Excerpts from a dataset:

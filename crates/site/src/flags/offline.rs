//! Offline flag evaluation.
//!
//! Serves the catalog defaults plus a fixed set of overrides, with no
//! network access. The visitor's own VIP attribute is reported as
//! `vip-gaming-experience` so the segment toggle keeps working without a
//! flag service; an explicit override for that key still wins.

use std::path::Path;

use async_trait::async_trait;
use serde_json::{Map, Value};

use omni_core::{FlagKey, VisitorContext};

use super::{FlagError, FlagEvaluator, FlagSet};

/// Flag evaluator used when no relay is configured.
#[derive(Debug, Clone, Default)]
pub struct OfflineFlags {
    overrides: Map<String, Value>,
}

impl OfflineFlags {
    #[must_use]
    pub fn new() -> Self {
        Self::default()
    }

    /// Serve `overrides` on top of the defaults.
    #[must_use]
    pub const fn with_overrides(overrides: Map<String, Value>) -> Self {
        Self { overrides }
    }

    /// Load overrides from a JSON object file.
    ///
    /// # Errors
    ///
    /// Returns `FlagError::Io` if the file cannot be read and
    /// `FlagError::Parse` if it is not a JSON object.
    pub fn from_file(path: &Path) -> Result<Self, FlagError> {
        let raw = std::fs::read_to_string(path).map_err(|source| FlagError::Io {
            path: path.to_path_buf(),
            source,
        })?;
        let overrides: Map<String, Value> = serde_json::from_str(&raw)
            .map_err(|e| FlagError::Parse(format!("{}: {e}", path.display())))?;

        for key in overrides.keys() {
            if !FlagKey::ALL.iter().any(|known| known.as_str() == key) {
                tracing::warn!(key = %key, "override for a flag outside the catalog");
            }
        }

        Ok(Self::with_overrides(overrides))
    }
}

#[async_trait]
impl FlagEvaluator for OfflineFlags {
    async fn evaluate_all(&self, context: &VisitorContext) -> Result<FlagSet, FlagError> {
        let mut flags = FlagSet::default();
        flags.set(FlagKey::Vip, context.vip_status().as_str());
        for (key, value) in &self.overrides {
            flags.values.insert(key.clone(), value.clone());
        }
        Ok(flags)
    }
}

#[cfg(test)]
#[allow(clippy::unwrap_used)]
mod tests {
    use omni_core::{Country, GameFlags, UiVariant};

    use super::*;

    #[tokio::test]
    async fn test_defaults_for_regular_visitor() {
        let flags = OfflineFlags::new()
            .evaluate_all(&VisitorContext::default())
            .await
            .unwrap()
            .game_flags();
        assert_eq!(flags, GameFlags::default());
    }

    #[tokio::test]
    async fn test_mirrors_vip_attribute() {
        let flags = OfflineFlags::new()
            .evaluate_all(&VisitorContext::vip(Country::Be))
            .await
            .unwrap()
            .game_flags();
        assert!(flags.is_vip());
    }

    #[tokio::test]
    async fn test_overrides_win() {
        let overrides = serde_json::json!({
            "vip-gaming-experience": "none",
            "ui.variant": "bold",
        });
        let Value::Object(overrides) = overrides else {
            panic!("expected object");
        };
        let flags = OfflineFlags::with_overrides(overrides)
            .evaluate_all(&VisitorContext::vip(Country::Gb))
            .await
            .unwrap()
            .game_flags();
        assert!(!flags.is_vip());
        assert_eq!(flags.ui_variant, UiVariant::Bold);
    }

    #[test]
    fn test_from_file_rejects_non_object() {
        let path = std::env::temp_dir().join(format!("omni-flags-{}.json", std::process::id()));
        std::fs::write(&path, "[1, 2, 3]").unwrap();
        let result = OfflineFlags::from_file(&path);
        std::fs::remove_file(&path).unwrap();
        assert!(matches!(result, Err(FlagError::Parse(_))));
    }

    #[test]
    fn test_from_file_missing() {
        let result = OfflineFlags::from_file(Path::new("/nonexistent/omni-flags.json"));
        let Err(error) = result else {
            panic!("expected an error for a missing file");
        };
        assert!(matches!(
            &error,
            FlagError::Io { source, .. } if source.kind() == std::io::ErrorKind::NotFound
        ));
        assert!(error.to_string().contains("/nonexistent/omni-flags.json"));
    }
}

**WHAT NEEDS TO BE DONE**
Give back exactly the lines from the one that contains "assert_eq!(flags.ui_variant, UiVariant::Bold);" to the end of the data above, both of those lines included.

**EXPECTED ANSWER**
        assert_eq!(flags.ui_variant, UiVariant::Bold);
    }

    #[test]
    fn test_from_file_rejects_non_object() {
        let path = std::env::temp_dir().join(format!("omni-flags-{}.json", std::process::id()));
        std::fs::write(&path, "[1, 2, 3]").unwrap();
        let result = OfflineFlags::from_file(&path);
        std::fs::remove_file(&path).unwrap();
        assert!(matches!(result, Err(FlagError::Parse(_))));
    }

    #[test]
    fn test_from_file_missing() {
        let result = OfflineFlags::from_file(Path::new("/nonexistent/omni-flags.json"));
        let Err(error) = result else {
            panic!("expected an error for a missing file");
        };
        assert!(matches!(
            &error,
            FlagError::Io { source, .. } if source.kind() == std::io::ErrorKind::NotFound
        ));
        assert!(error.to_string().contains("/nonexistent/omni-flags.json"));
    }
}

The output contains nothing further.